Pour autant, Internet n’a rien de révolutionnaire : il constitue un simple réseau décentralisé et ouvert d’échanges d’informations. En cela, il est similaire au fonctionnement des neurones dans un cerveau. Cet organe, structure biologique la plus complexe connue à ce jour1, comporte davantage de synapses que notre Voie Lactée natale d’étoiles. De même, l’éponge, simple amas cellulaire assemblé à l’aide d’une protéine appelée colagène -une protéine caractéristique du royaume animal- est l’une des espèces vivantes les plus anciennes, un vrai fossile vivant. Une structure simple, décentralisée, a permis à l’éponge de traverser le temps (les ères?), témoignage d’une formidable capacité d’adaptation. Réduisez une éponge en poudre, et elle se reconstruira toute seule au niveau cellulaire. On aimerait qu’il en soit de même pour nous… Mieux, le Fungi, royaume du vivant le plus proche des animaux* et surnommé l’Internet de la nature, est un énorme désassembleur naturel. Certains Fungi permettent au sol de se régénérer, et peuvent permettre aux forêts de se développer en apportant des nutriments venant d’arbre ensoleillé aux arbres en développement dont la cime n’atteint pas encore la lumière du soleil2. Le fungi est une véritable ode à la décentralisation. En plaçant uniquement des nutriments à des endroits représentants des stations de métro de Tokyo, l’espèce de fungi Physarum Polycephalum s’est montrée capable de réaliser un réseau tout aussi efficient, et ce pour un coût quasi nul3. De même, cette espèce est capable de résoudre un puzzle en se dispersant de toute part avant de consolider le trajet le plus court.
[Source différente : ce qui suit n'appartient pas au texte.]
//! Shared types for the Garnet compiler: byte spans, source locations and
//! the structured diagnostic record produced by every compiler stage.

pub mod diagnostic;
pub mod span;

pub use diagnostic::Diagnostic;
pub use span::{LineIndex, Location, Span};
use std::path::PathBuf;
use std::sync::Arc;

use clap::{Parser, ValueEnum};
use tracing_subscriber::EnvFilter;

use plugboard_config::ConfigStore;
use plugboard_server::Server;

/// Plugboard, a plug-and-play extension host
#[derive(Parser)]
#[command(name = "plugboard", version, about, long_about = None)]
struct Cli {
    /// Server name (defaults to server.name from configuration)
    #[arg(long)]
    name: Option<String>,

    /// Path to the configuration document
    #[arg(long, default_value = "config/config.json")]
    config: PathBuf,

    /// Transport to serve on (defaults to server.transport from configuration)
    #[arg(long, value_enum)]
    transport: Option<Transport>,

    /// Enable debug logging
    #[arg(long)]
    debug: bool,
}

#[derive(Clone, Copy, ValueEnum)]
enum Transport {
    Stdio,
    Http,
}

impl Transport {
    fn as_str(self) -> &'static str {
        match self {
            Transport::Stdio => "stdio",
            Transport::Http => "http",
        }
    }
}

#[tokio::main]
async fn main() {
    let cli = Cli::parse();

    let config = Arc::new(ConfigStore::load(&cli.config));
    let level = if cli.debug {
        "debug".to_string()
    } else {
        config.log_level()
    };
    tracing_subscriber::fmt()
        .with_env_filter(EnvFilter::try_from_default_env().unwrap_or_else(|_| EnvFilter::new(level)))
        .init();

    // Loading ran before the subscriber was installed, so its failure log
    // went nowhere; surface the fallback now that logging is live.
    if config.used_defaults() {
        tracing::warn!(
            path = %cli.config.display(),
            "configuration file missing or invalid, running on built-in defaults"
        );
    }

    let mut server = Server::new(
        cli.name,
        Arc::clone(&config),
        plugboard_plugins::builtin_catalog(),
    );
    server.load_all_plugins();

    let transport = cli.transport.map(|t| t.as_str().to_string());
    if let Err(e) = server.run(transport).await {
        eprintln!("error: {e}");
        std::process::exit(1);
    }
}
Il s’agit d’un exemple frappant de super-organisme, plus efficient que la somme des entités le composant.

Ce fonctionnement décentralisé est donc bien plus commun dans la nature que ce que l’on a tendance à croire. Mais, nous sommes aveugle à ce qui nous est inconnu.. Mitch Resnick, professeur au MIT l’explique de façon assez concise. Selon lui, nous serions bloqué dans un « état d’esprit centralisé » :

« Lorsque nous regardons le ciel et que nous y voyons une nuée d’oiseaux volant en formation, nous avons tendance à penser que le premier est le meneur, et que c’est lui qui détermine l’organisation de tous les autres oiseaux. En réalité, les biologistes nous apprennent que chaque oiseau suit des règles simples -des standards comportementaux- et qu’il en résulte une organisation. Le premier oiseau n’est pas plus important que le dernier, ni que celui qui est au milieu. Ils sont tous également essentiels dans la structure qu’ils forment.4»
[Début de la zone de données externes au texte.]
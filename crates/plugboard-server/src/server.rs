use std::sync::Arc;

use tokio::sync::mpsc;
use tracing::{info, warn};

use plugboard_config::ConfigStore;
use plugboard_core::Result;
use plugboard_host::watcher::POLL_INTERVAL;
use plugboard_host::{
    HotReloadWatcher, NotifySource, PluginCatalog, PluginChange, PluginLoader, PollingSource,
    ServerFacade,
};

/// The owning server: binds a facade and loader to the process configuration
/// and drives the serve loop.
///
/// All registry mutations happen on the task running [`Server::run`]; the
/// hot-reload watcher only sends messages.
pub struct Server {
    name: String,
    config: Arc<ConfigStore>,
    loader: PluginLoader,
}

impl Server {
    /// Build a server. `name` overrides `server.name` when given.
    pub fn new(name: Option<String>, config: Arc<ConfigStore>, catalog: PluginCatalog) -> Self {
        let name = name.unwrap_or_else(|| config.server_name());
        let facade = ServerFacade::new(&name, Arc::clone(&config));
        let loader = PluginLoader::new(facade, catalog, Arc::clone(&config));
        Self {
            name,
            config,
            loader,
        }
    }

    pub fn name(&self) -> &str {
        &self.name
    }

    pub fn loader(&self) -> &PluginLoader {
        &self.loader
    }

    pub fn loader_mut(&mut self) -> &mut PluginLoader {
        &mut self.loader
    }

    /// Startup scan: load every discovered plugin of every kind.
    pub fn load_all_plugins(&mut self) {
        info!("loading plugins");
        self.loader.load_all();
        info!(count = self.loader.loaded().len(), "plugin loading complete");
    }

    /// Serve until a shutdown signal arrives. `transport` overrides
    /// `server.transport` when given; the wire loop itself is owned by the
    /// embedding facade, so this task parks on watcher messages and the
    /// signal handler.
    pub async fn run(&mut self, transport: Option<String>) -> Result<()> {
        let transport = transport.unwrap_or_else(|| self.config.transport());
        let (tools, resources, prompts, sampling) = self.loader.facade().surface();
        info!(
            server = %self.name,
            %transport,
            tools,
            resources,
            prompts,
            sampling,
            "server ready"
        );

        let mut changes = if self.config.hot_reload_enabled() {
            let (tx, rx) = mpsc::channel(64);
            self.spawn_watcher(tx, POLL_INTERVAL);
            Some(rx)
        } else {
            None
        };

        loop {
            tokio::select! {
                _ = tokio::signal::ctrl_c() => {
                    info!("shutdown signal received");
                    break;
                }
                change = next_change(&mut changes) => match change {
                    Some(change) => self.loader.apply_change(&change),
                    None => {
                        warn!("hot reload channel closed");
                        changes = None;
                    }
                },
            }
        }

        self.shutdown();
        Ok(())
    }

    /// Start the hot-reload watcher with the configured change-detection
    /// backend. A notify backend that cannot be constructed falls back to
    /// polling rather than running without hot reload.
    fn spawn_watcher(&self, tx: mpsc::Sender<PluginChange>, interval: std::time::Duration) {
        let backend = self.config.watch_backend();
        if backend == "notify" {
            match NotifySource::new() {
                Ok(source) => {
                    info!("hot reload using filesystem events");
                    HotReloadWatcher::spawn(Arc::clone(&self.config), source, tx, interval);
                    return;
                }
                Err(e) => {
                    warn!(error = %e, "filesystem event watcher unavailable, falling back to polling");
                }
            }
        } else if backend != "poll" {
            warn!(%backend, "unknown watch backend, falling back to polling");
        }
        HotReloadWatcher::spawn(Arc::clone(&self.config), PollingSource::new(), tx, interval);
    }

    /// Unload every active plugin so teardowns run.
    pub fn shutdown(&mut self) {
        info!("cleaning up server resources");
        let mut ids: Vec<String> = self.loader.loaded().into_keys().collect();
        ids.sort();
        for id in ids {
            if let Err(e) = self.loader.unload(&id) {
                warn!(plugin = %id, error = %e, "unload during shutdown failed");
            }
        }
    }
}

/// Await the next watcher message, or pend forever when hot reload is off.
async fn next_change(rx: &mut Option<mpsc::Receiver<PluginChange>>) -> Option<PluginChange> {
    match rx {
        Some(rx) => rx.recv().await,
        None => std::future::pending().await,
    }
}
Les cas fascinants des abeilles et des fourmis ont été abondamment étudiés dans la littérature scientifique. Les abeilles ont plus d’une chance sur deux de trouver une zone fleurie si elle est située à moins de deux kilomètres de la colonie ! Cette distance est remarquable compte tenue de la taille des abeilles. Une fois la zone trouvée, l’abeille indique à l’aide d’une danse la qualité et la quantité du nectar, ce qui décidera du nombre d’abeilles recrutées5. La principale clé du succès de ces espèces, c’est qu’elles aussi sont capables de fonctionner tel un grand organisme complexe, dont l’efficacité dépasse la simple somme de chacun des êtres le composant. Bien sûr, leur fonctionnement n’est pas parfait**. Mais il demeure en tout cas bien plus efficace que si les décisions étaient prises de façon hiérarchique. Les humains sont-ils différents ? C’est possible, mais pour en être sûr, il faut se demander quelle est la spécificité humaine ?
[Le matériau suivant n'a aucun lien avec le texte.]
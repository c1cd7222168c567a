//! # plugboard-plugins
//!
//! Built-in plugins, one per kind. Each is an ordinary value implementing
//! the [`plugboard_host::Plugin`] contract; [`builtin_catalog`] declares them
//! all so the matching manifest stubs under `plugins/<kind>/` can activate
//! them.

pub mod calculator;
pub mod file_editor;
pub mod file_resource;
pub mod planning;
pub mod static_sampler;

pub use calculator::CalculatorPlugin;
pub use file_editor::FileEditorPlugin;
pub use file_resource::FileResourcePlugin;
pub use planning::PlanningPlugin;
pub use static_sampler::StaticSamplerPlugin;

use plugboard_host::PluginCatalog;

/// Catalog of every built-in plugin, keyed by the id its manifest stub uses.
pub fn builtin_catalog() -> PluginCatalog {
    let mut catalog = PluginCatalog::new();
    catalog.register("calculator", || Box::new(CalculatorPlugin));
    catalog.register("file_editor", || Box::new(FileEditorPlugin));
    catalog.register("file_resource", || Box::new(FileResourcePlugin));
    catalog.register("planning", || Box::new(PlanningPlugin));
    catalog.register("static_sampler", || Box::new(StaticSamplerPlugin));
    catalog
}

#[cfg(test)]
mod tests {
    use super::*;

    #[test]
    fn catalog_declares_all_builtins() {
        let catalog = builtin_catalog();
        assert_eq!(
            catalog.ids(),
            vec![
                "calculator",
                "file_editor",
                "file_resource",
                "planning",
                "static_sampler"
            ]
        );
    }
}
Pour certains, c’est le langage. Il s’agit en effet d’un élément essentiel à toutes civilisations tel que nous les connaissons. Le mythe de la tour de Babel rappelle le caractère central et particulier du langage dans l’histoire humaine. Sans langage, nous sommes incapables de nous organiser, et sans communication, nous restons enfermés dans notre propre existence. Dans son livre Don’t sleep, there are snakes, Daniel L. Everett*** explique que selon lui le langage est le premier contrat social. Ce dernier existerait bien avant celui de Rousseau6. Il n’est pas centralisé ; ce sont l’ensemble des locuteurs qui décident d’utiliser certains mots plutôt que d’autres. En France, l’Académie française publie environ tous les vingts ans un Dictionnaire de la langue française. Pour Michel Serres, dans son livre Petite poucette, ce dernier donne un « gradient quasi photographique7» des changements de notre société. Or Internet a accéléré profondément le rythme de ces changements ; alors que la différence entre deux éditions correspondait traditionnellement à environ quatre à cinq mille mots, elle sera cette fois de trente-cinq mille mots, une accélération phénoménale8.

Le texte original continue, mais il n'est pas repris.